___ Provided data

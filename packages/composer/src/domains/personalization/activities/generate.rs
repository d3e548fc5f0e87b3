use crate::domains::companies::Company;
use crate::domains::personalization::types::Job;
use crate::domains::targets::Target;
use crate::kernel::substrate::{ErrorKind, StepError};
use crate::kernel::{BaseAI, CompletionOptions};

/// Everything the generator needs for one job.
#[derive(Debug, Clone, PartialEq)]
pub struct GenerationRequest {
    pub company_name: String,
    pub company_description: String,
    pub target_name: String,
    pub target_context: String,
    pub content_type: String,
    pub original_text: String,
}

impl GenerationRequest {
    pub fn new(company: &Company, target: &Target, target_context: &str, job: &Job) -> Self {
        Self {
            company_name: company.company_name.clone(),
            company_description: company.description().to_string(),
            target_name: target.name.clone(),
            target_context: target_context.to_string(),
            content_type: job.content_type.clone(),
            original_text: job.source_text.clone(),
        }
    }

    pub fn prompt(&self) -> String {
        let context = if self.target_context.trim().is_empty() {
            "No additional context available."
        } else {
            self.target_context.trim()
        };

        format!(
            "You are a marketing expert specializing in personalized B2B content creation.\n\
             \n\
             Your company (content creator): {company}\n\
             Your company description: {description}\n\
             \n\
             Target client: {target}\n\
             Target client's website context: {context}\n\
             \n\
             Content type: {content_type}\n\
             Original Text: {original}\n\
             \n\
             Personalization Guidelines:\n\
             - Keep the personalized text concise and roughly the same length as the original text\n\
             - Tailor our ({company}) content specifically for {target}'s needs and challenges\n\
             - Maintain a professional B2B tone while being compelling and relevant\n\
             - Don't add quotes unless original text contains quotes\n\
             - Adapt the content to be appropriate for the content type: {content_type}\n\
             \n\
             Personalized version:",
            company = self.company_name,
            description = self.company_description,
            target = self.target_name,
            context = context,
            content_type = self.content_type,
            original = self.original_text,
        )
    }
}

/// Generate the personalized copy. An empty answer counts as a failed attempt.
pub async fn generate_personalized_content(
    ai: &dyn BaseAI,
    request: &GenerationRequest,
    options: &CompletionOptions,
) -> Result<String, StepError> {
    let response = ai
        .complete_with_options(&request.prompt(), options)
        .await
        .map_err(|e| StepError::new(ErrorKind::GenerationError, format!("{:#}", e)))?;

    let text = clean_output(&response, &request.original_text);
    if text.is_empty() {
        return Err(StepError::new(
            ErrorKind::GenerationError,
            "generator returned empty text",
        ));
    }

    Ok(text)
}

/// Trim whitespace and drop wrapping quotes the original never had.
fn clean_output(response: &str, original: &str) -> String {
    let text = response.trim();
    let original_quoted = original.contains('"') || original.contains('\u{201c}');

    if !original_quoted && text.chars().count() >= 2 {
        for (open, close) in [('"', '"'), ('\u{201c}', '\u{201d}')] {
            if let Some(inner) = text
                .strip_prefix(open)
                .and_then(|rest| rest.strip_suffix(close))
            {
                return inner.trim().to_string();
            }
        }
    }

    text.to_string()
}

#[cfg(test)]
mod tests {
    use super::*;
    use crate::common::{CompanyId, TargetId};
    use crate::kernel::MockAI;

    fn request(original: &str, context: &str) -> GenerationRequest {
        let company = Company::new(CompanyId::new(1), "Acme").with_description("AP automation");
        let target = Target::new(TargetId::new(10), "Globex");
        let job = Job::new(
            CompanyId::new(1),
            TargetId::new(10),
            "product_overview",
            original,
        );
        GenerationRequest::new(&company, &target, context, &job)
    }

    #[test]
    fn test_prompt_carries_all_inputs() {
        let prompt = request("Close your books faster.", "Globex struggles with invoices").prompt();
        assert!(prompt.contains("Your company (content creator): Acme"));
        assert!(prompt.contains("AP automation"));
        assert!(prompt.contains("Target client: Globex"));
        assert!(prompt.contains("Globex struggles with invoices"));
        assert!(prompt.contains("Original Text: Close your books faster."));
        assert!(prompt.contains("content type: product_overview"));
    }

    #[test]
    fn test_prompt_without_context() {
        let prompt = request("X", "  ").prompt();
        assert!(prompt.contains("No additional context available."));
    }

    #[test]
    fn test_clean_output_strips_added_quotes() {
        assert_eq!(clean_output(" \"Hello Globex\" ", "Hello"), "Hello Globex");
        assert_eq!(
            clean_output("\"Hello Globex\"", "\"Hello\""),
            "\"Hello Globex\""
        );
        assert_eq!(clean_output("\"", "x"), "\"");
    }

    #[tokio::test]
    async fn test_empty_output_is_generation_error() {
        let ai = MockAI::new().with_response("   ");
        let err = generate_personalized_content(&ai, &request("X", ""), &CompletionOptions::default())
            .await
            .unwrap_err();
        assert_eq!(err.kind, ErrorKind::GenerationError);
    }

    #[tokio::test]
    async fn test_uses_configured_model() {
        let ai = MockAI::new().with_response("X for Globex");
        let options = CompletionOptions {
            model: "gpt-4o-mini".into(),
            temperature: 0.3,
            max_tokens: 200,
        };

        let text = generate_personalized_content(&ai, &request("X", ""), &options)
            .await
            .unwrap();

        assert_eq!(text, "X for Globex");
        assert_eq!(ai.calls()[0].options, options);
    }
}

______

Nothing in the listing should change; repeat it in full.

_Solution_:
filename packages/composer/src/domains/personalization/activities/generate.rs
repository d3e548fc5f0e87b3
use crate::domains::companies::Company;
use crate::domains::personalization::types::Job;
use crate::domains::targets::Target;
use crate::kernel::substrate::{ErrorKind, StepError};
use crate::kernel::{BaseAI, CompletionOptions};

/// Everything the generator needs for one job.
#[derive(Debug, Clone, PartialEq)]
pub struct GenerationRequest {
    pub company_name: String,
    pub company_description: String,
    pub target_name: String,
    pub target_context: String,
    pub content_type: String,
    pub original_text: String,
}

impl GenerationRequest {
    pub fn new(company: &Company, target: &Target, target_context: &str, job: &Job) -> Self {
        Self {
            company_name: company.company_name.clone(),
            company_description: company.description().to_string(),
            target_name: target.name.clone(),
            target_context: target_context.to_string(),
            content_type: job.content_type.clone(),
            original_text: job.source_text.clone(),
        }
    }

    pub fn prompt(&self) -> String {
        let context = if self.target_context.trim().is_empty() {
            "No additional context available."
        } else {
            self.target_context.trim()
        };

        format!(
            "You are a marketing expert specializing in personalized B2B content creation.\n\
             \n\
             Your company (content creator): {company}\n\
             Your company description: {description}\n\
             \n\
             Target client: {target}\n\
             Target client's website context: {context}\n\
             \n\
             Content type: {content_type}\n\
             Original Text: {original}\n\
             \n\
             Personalization Guidelines:\n\
             - Keep the personalized text concise and roughly the same length as the original text\n\
             - Tailor our ({company}) content specifically for {target}'s needs and challenges\n\
             - Maintain a professional B2B tone while being compelling and relevant\n\
             - Don't add quotes unless original text contains quotes\n\
             - Adapt the content to be appropriate for the content type: {content_type}\n\
             \n\
             Personalized version:",
            company = self.company_name,
            description = self.company_description,
            target = self.target_name,
            context = context,
            content_type = self.content_type,
            original = self.original_text,
        )
    }
}

/// Generate the personalized copy. An empty answer counts as a failed attempt.
pub async fn generate_personalized_content(
    ai: &dyn BaseAI,
    request: &GenerationRequest,
    options: &CompletionOptions,
) -> Result<String, StepError> {
    let response = ai
        .complete_with_options(&request.prompt(), options)
        .await
        .map_err(|e| StepError::new(ErrorKind::GenerationError, format!("{:#}", e)))?;

    let text = clean_output(&response, &request.original_text);
    if text.is_empty() {
        return Err(StepError::new(
            ErrorKind::GenerationError,
            "generator returned empty text",
        ));
    }

    Ok(text)
}

/// Trim whitespace and drop wrapping quotes the original never had.
fn clean_output(response: &str, original: &str) -> String {
    let text = response.trim();
    let original_quoted = original.contains('"') || original.contains('\u{201c}');

    if !original_quoted && text.chars().count() >= 2 {
        for (open, close) in [('"', '"'), ('\u{201c}', '\u{201d}')] {
            if let Some(inner) = text
                .strip_prefix(open)
                .and_then(|rest| rest.strip_suffix(close))
            {
                return inner.trim().to_string();
            }
        }
    }

    text.to_string()
}

#[cfg(test)]
mod tests {
    use super::*;
    use crate::common::{CompanyId, TargetId};
    use crate::kernel::MockAI;

    fn request(original: &str, context: &str) -> GenerationRequest {
        let company = Company::new(CompanyId::new(1), "Acme").with_description("AP automation");
        let target = Target::new(TargetId::new(10), "Globex");
        let job = Job::new(
            CompanyId::new(1),
            TargetId::new(10),
            "product_overview",
            original,
        );
        GenerationRequest::new(&company, &target, context, &job)
    }

    #[test]
    fn test_prompt_carries_all_inputs() {
        let prompt = request("Close your books faster.", "Globex struggles with invoices").prompt();
        assert!(prompt.contains("Your company (content creator): Acme"));
        assert!(prompt.contains("AP automation"));
        assert!(prompt.contains("Target client: Globex"));
        assert!(prompt.contains("Globex struggles with invoices"));
        assert!(prompt.contains("Original Text: Close your books faster."));
        assert!(prompt.contains("content type: product_overview"));
    }

    #[test]
    fn test_prompt_without_context() {
        let prompt = request("X", "  ").prompt();
        assert!(prompt.contains("No additional context available."));
    }

    #[test]
    fn test_clean_output_strips_added_quotes() {
        assert_eq!(clean_output(" \"Hello Globex\" ", "Hello"), "Hello Globex");
        assert_eq!(
            clean_output("\"Hello Globex\"", "\"Hello\""),
            "\"Hello Globex\""
        );
        assert_eq!(clean_output("\"", "x"), "\"");
    }

    #[tokio::test]
    async fn test_empty_output_is_generation_error() {
        let ai = MockAI::new().with_response("   ");
        let err = generate_personalized_content(&ai, &request("X", ""), &CompletionOptions::default())
            .await
            .unwrap_err();
        assert_eq!(err.kind, ErrorKind::GenerationError);
    }

    #[tokio::test]
    async fn test_uses_configured_model() {
        let ai = MockAI::new().with_response("X for Globex");
        let options = CompletionOptions {
            model: "gpt-4o-mini".into(),
            temperature: 0.3,
            max_tokens: 200,
        };

        let text = generate_personalized_content(&ai, &request("X", ""), &options)
            .await
            .unwrap();

        assert_eq!(text, "X for Globex");
        assert_eq!(ai.calls()[0].options, options);
    }
}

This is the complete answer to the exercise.